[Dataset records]
▬▬▬
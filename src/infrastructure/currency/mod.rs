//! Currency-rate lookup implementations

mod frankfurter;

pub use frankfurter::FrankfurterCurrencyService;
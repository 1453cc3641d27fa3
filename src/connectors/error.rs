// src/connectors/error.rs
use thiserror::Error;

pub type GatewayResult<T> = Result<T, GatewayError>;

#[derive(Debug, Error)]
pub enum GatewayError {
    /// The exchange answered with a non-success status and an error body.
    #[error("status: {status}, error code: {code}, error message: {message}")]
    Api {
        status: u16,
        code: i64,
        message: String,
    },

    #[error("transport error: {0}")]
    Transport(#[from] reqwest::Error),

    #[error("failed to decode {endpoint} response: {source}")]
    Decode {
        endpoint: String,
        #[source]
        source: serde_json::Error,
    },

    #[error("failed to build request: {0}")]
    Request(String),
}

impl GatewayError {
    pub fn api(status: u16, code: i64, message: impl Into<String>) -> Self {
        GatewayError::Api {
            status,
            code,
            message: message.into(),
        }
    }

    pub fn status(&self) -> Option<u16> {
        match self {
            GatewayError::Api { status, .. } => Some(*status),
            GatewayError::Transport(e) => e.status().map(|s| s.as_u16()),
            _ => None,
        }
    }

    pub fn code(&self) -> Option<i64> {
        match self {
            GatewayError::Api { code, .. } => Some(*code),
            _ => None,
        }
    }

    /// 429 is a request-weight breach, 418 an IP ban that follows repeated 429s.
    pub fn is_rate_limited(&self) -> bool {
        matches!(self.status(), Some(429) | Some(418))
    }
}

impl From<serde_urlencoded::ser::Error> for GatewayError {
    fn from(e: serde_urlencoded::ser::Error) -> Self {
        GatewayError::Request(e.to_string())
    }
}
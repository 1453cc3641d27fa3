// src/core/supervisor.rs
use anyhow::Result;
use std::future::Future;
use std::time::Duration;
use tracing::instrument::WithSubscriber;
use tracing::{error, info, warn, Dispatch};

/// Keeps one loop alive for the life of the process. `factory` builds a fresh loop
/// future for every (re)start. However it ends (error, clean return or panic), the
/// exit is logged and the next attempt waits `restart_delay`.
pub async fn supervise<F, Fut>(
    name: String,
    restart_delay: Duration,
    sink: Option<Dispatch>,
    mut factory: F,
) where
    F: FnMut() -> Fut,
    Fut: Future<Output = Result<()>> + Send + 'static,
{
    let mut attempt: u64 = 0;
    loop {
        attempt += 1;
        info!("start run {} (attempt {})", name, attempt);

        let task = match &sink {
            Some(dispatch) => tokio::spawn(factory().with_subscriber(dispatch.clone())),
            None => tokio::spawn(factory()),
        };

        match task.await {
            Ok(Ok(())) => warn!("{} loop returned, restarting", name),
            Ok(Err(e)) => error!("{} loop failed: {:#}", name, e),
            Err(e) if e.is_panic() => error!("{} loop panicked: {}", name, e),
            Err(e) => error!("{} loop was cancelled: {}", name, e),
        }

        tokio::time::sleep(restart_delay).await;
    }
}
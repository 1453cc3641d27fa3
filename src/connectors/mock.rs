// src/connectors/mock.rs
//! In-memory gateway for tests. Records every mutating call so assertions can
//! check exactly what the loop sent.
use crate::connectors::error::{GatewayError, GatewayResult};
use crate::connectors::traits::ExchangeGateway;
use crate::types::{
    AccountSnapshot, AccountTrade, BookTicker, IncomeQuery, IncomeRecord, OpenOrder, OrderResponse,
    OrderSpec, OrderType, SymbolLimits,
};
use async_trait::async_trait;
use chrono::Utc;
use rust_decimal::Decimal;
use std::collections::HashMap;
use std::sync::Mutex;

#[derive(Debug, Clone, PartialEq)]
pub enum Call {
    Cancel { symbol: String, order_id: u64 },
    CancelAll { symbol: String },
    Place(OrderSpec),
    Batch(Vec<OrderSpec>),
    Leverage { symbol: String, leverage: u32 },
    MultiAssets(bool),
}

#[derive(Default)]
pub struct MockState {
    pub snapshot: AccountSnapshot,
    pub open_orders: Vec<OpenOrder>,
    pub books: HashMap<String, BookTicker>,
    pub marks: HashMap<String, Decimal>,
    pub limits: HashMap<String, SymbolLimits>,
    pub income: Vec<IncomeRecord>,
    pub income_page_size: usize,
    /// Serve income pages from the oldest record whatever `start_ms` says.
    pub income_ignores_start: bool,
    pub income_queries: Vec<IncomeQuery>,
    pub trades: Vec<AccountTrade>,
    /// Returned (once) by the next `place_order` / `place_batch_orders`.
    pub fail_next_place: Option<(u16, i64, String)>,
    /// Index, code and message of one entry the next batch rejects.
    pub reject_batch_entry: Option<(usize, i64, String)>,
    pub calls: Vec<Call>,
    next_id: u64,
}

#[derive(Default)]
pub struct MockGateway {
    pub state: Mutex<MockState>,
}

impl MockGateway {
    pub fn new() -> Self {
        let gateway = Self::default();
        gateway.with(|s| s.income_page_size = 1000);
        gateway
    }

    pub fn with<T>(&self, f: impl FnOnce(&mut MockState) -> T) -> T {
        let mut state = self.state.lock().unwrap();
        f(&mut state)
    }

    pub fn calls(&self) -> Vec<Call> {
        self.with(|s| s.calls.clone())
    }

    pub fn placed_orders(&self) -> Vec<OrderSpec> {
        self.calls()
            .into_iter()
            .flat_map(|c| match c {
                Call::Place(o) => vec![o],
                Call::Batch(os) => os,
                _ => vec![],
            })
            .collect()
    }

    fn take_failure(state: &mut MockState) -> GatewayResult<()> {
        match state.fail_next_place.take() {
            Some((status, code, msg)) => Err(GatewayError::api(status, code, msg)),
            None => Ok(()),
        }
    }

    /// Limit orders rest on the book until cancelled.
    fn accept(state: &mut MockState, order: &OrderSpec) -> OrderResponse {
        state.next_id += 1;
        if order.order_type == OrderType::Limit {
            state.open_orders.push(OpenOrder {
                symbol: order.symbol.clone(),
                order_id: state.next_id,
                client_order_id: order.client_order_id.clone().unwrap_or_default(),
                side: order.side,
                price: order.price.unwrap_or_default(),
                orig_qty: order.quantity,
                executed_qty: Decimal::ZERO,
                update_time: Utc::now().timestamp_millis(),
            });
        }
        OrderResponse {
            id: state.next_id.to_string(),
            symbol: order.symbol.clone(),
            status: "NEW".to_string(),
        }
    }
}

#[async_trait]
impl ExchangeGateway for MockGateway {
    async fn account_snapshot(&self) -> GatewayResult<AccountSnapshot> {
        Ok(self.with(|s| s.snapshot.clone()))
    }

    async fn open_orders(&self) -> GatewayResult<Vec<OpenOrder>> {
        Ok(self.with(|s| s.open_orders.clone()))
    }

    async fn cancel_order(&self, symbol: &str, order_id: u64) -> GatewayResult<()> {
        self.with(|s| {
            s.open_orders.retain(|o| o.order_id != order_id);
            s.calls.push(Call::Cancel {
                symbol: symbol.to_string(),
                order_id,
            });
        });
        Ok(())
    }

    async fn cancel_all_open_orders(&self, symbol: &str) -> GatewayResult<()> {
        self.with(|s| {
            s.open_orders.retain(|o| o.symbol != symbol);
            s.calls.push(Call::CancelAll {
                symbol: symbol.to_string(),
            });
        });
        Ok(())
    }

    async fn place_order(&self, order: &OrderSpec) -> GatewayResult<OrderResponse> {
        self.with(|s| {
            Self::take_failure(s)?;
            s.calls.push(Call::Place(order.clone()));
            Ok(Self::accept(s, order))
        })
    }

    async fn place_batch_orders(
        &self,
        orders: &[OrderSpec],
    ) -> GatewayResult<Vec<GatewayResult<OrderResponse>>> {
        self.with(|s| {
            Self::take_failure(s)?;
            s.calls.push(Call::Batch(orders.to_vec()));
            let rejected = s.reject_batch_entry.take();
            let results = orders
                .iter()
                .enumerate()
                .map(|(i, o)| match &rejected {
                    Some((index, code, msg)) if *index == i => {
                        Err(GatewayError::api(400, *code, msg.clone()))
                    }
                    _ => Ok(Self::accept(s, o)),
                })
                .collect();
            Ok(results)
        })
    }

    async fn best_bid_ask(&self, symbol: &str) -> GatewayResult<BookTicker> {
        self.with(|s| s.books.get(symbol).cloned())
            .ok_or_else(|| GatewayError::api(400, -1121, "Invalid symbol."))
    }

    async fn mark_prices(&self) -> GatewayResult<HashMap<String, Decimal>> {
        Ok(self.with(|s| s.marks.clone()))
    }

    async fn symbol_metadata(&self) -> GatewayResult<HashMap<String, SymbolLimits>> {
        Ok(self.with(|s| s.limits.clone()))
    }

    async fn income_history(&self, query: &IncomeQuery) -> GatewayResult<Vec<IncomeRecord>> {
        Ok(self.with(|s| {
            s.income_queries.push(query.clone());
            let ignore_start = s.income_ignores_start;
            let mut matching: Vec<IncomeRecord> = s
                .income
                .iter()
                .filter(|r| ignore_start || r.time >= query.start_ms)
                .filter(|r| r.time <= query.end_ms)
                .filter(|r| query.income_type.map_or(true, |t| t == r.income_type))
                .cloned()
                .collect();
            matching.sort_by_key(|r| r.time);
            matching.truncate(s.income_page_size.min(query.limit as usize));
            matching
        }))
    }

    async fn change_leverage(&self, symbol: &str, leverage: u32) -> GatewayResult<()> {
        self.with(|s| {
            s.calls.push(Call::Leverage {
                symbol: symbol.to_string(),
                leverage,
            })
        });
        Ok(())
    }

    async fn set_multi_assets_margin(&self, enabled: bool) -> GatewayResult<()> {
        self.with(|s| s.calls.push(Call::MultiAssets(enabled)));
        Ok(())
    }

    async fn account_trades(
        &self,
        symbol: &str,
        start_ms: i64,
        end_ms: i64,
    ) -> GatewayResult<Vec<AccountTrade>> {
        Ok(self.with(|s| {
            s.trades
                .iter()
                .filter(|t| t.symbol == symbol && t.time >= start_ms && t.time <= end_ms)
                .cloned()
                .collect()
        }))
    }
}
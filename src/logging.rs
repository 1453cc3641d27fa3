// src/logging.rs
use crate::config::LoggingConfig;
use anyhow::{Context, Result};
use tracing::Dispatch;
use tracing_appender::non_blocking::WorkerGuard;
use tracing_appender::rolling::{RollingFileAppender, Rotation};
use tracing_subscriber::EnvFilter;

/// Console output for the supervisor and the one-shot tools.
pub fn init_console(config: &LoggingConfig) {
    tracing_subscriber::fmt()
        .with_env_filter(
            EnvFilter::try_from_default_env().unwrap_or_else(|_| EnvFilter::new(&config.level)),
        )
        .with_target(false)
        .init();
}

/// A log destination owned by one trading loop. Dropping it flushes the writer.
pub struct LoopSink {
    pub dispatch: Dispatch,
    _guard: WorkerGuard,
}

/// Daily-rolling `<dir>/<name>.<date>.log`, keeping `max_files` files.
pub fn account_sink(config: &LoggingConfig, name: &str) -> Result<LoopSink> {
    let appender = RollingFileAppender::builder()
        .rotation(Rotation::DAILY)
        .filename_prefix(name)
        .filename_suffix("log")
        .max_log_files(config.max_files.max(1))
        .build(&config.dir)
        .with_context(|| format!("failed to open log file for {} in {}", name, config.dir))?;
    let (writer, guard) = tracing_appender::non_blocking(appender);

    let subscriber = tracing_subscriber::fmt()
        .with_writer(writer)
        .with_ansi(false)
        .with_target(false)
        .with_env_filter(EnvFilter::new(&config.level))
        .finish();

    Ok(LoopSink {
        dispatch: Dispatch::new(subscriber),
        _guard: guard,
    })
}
▬▬▬
# Try it
Find all the lines with "Duration" in the data and copy them.

# Solution to the problem
use std::time::Duration;
    restart_delay: Duration,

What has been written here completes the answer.